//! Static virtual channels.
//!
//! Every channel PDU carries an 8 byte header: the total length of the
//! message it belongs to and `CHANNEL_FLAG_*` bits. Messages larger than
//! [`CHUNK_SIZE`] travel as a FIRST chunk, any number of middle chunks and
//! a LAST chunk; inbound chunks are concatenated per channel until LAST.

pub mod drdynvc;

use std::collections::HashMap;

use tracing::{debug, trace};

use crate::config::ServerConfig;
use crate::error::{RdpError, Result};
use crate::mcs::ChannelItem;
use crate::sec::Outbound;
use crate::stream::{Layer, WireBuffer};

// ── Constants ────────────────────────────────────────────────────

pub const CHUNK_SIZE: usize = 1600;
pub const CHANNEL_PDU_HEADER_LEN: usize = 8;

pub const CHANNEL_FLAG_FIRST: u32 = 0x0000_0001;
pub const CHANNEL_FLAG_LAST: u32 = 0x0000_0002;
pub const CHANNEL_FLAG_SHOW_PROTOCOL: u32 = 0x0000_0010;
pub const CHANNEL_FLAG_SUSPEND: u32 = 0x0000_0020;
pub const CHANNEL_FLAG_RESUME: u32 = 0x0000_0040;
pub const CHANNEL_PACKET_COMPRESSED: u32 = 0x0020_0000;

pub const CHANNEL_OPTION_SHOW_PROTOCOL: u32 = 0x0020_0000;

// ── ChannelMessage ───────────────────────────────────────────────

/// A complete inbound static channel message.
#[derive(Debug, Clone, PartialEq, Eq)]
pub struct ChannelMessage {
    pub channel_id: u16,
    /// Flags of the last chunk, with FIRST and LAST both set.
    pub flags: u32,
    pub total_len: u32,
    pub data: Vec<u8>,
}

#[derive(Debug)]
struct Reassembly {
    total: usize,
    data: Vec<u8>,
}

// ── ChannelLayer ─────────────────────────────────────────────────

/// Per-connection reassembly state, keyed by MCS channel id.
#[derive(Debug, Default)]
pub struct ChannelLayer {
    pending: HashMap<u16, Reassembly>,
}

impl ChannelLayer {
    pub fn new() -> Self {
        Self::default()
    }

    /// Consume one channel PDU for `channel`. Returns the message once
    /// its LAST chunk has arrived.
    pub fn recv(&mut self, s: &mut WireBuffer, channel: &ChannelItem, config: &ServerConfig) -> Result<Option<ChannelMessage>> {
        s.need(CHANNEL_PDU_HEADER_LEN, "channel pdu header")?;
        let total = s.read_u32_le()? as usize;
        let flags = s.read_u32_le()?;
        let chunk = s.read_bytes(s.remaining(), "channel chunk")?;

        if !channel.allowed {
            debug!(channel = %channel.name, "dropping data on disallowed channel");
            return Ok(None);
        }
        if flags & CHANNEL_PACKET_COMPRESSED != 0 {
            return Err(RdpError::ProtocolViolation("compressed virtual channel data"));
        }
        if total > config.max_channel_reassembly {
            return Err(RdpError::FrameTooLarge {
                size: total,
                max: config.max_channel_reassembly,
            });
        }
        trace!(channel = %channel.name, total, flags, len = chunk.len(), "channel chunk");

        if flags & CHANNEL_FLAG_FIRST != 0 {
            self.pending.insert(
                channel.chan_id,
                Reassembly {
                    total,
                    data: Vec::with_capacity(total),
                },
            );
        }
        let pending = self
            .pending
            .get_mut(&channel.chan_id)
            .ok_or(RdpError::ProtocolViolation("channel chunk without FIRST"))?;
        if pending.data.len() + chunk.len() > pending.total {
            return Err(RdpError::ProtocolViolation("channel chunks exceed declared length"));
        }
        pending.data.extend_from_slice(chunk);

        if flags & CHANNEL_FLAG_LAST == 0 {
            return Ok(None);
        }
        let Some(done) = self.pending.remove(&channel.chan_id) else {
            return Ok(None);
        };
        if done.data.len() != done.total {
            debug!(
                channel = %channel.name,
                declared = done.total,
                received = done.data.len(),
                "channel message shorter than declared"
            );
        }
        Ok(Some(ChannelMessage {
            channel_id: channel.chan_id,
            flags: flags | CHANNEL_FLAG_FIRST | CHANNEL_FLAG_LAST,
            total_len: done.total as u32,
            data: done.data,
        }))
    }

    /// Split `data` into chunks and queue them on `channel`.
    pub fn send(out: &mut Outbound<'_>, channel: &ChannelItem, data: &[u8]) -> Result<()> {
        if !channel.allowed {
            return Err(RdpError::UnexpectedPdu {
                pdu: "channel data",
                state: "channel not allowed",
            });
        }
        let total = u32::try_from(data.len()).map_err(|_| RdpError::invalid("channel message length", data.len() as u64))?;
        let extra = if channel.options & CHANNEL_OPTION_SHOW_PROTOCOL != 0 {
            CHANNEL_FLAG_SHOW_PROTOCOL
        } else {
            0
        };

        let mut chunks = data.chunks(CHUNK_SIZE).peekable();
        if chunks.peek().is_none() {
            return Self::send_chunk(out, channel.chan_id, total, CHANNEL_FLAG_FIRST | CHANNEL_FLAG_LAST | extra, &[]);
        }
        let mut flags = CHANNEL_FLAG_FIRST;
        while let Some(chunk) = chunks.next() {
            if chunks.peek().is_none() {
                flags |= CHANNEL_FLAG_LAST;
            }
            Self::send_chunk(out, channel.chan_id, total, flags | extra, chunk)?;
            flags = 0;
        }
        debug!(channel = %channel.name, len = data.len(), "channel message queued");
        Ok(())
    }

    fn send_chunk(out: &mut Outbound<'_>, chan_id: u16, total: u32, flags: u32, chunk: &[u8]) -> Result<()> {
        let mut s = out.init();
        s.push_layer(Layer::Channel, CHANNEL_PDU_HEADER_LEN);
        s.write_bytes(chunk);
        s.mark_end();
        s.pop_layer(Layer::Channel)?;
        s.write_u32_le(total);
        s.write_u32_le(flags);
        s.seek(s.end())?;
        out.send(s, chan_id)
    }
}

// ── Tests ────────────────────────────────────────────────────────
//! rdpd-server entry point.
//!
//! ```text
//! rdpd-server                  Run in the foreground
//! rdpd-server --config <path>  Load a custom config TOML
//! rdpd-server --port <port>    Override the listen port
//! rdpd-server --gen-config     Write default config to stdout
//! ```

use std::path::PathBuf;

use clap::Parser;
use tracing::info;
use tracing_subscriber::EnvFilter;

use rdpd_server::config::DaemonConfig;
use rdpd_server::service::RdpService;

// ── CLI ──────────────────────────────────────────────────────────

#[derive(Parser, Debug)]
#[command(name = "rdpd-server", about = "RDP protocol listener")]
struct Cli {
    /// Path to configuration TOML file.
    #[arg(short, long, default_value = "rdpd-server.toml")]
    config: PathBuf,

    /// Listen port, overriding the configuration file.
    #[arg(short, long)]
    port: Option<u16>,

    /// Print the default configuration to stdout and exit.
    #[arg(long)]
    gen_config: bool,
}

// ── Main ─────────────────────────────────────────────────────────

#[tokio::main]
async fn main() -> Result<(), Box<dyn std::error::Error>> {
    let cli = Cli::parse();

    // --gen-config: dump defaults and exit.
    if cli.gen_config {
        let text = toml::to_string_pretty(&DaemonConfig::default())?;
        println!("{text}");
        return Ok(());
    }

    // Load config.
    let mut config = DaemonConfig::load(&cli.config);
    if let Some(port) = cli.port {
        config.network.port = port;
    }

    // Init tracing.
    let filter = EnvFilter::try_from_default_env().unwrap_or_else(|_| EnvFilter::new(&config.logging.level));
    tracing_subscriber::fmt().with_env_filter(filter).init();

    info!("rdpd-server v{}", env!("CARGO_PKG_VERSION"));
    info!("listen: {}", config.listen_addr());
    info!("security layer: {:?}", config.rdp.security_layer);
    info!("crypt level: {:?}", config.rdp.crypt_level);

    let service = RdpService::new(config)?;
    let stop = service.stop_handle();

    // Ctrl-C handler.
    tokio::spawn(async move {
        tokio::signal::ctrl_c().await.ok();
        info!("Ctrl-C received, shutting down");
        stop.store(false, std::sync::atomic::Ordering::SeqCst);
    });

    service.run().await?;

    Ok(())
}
◇ ◇ ◇
Show each line of the material where the word "name" occurs.

**Written response:**
            debug!(channel = %channel.name, "dropping data on disallowed channel");
        trace!(channel = %channel.name, total, flags, len = chunk.len(), "channel chunk");
                channel = %channel.name,
        debug!(channel = %channel.name, len = data.len(), "channel message queued");
#[command(name = "rdpd-server", about = "RDP protocol listener")]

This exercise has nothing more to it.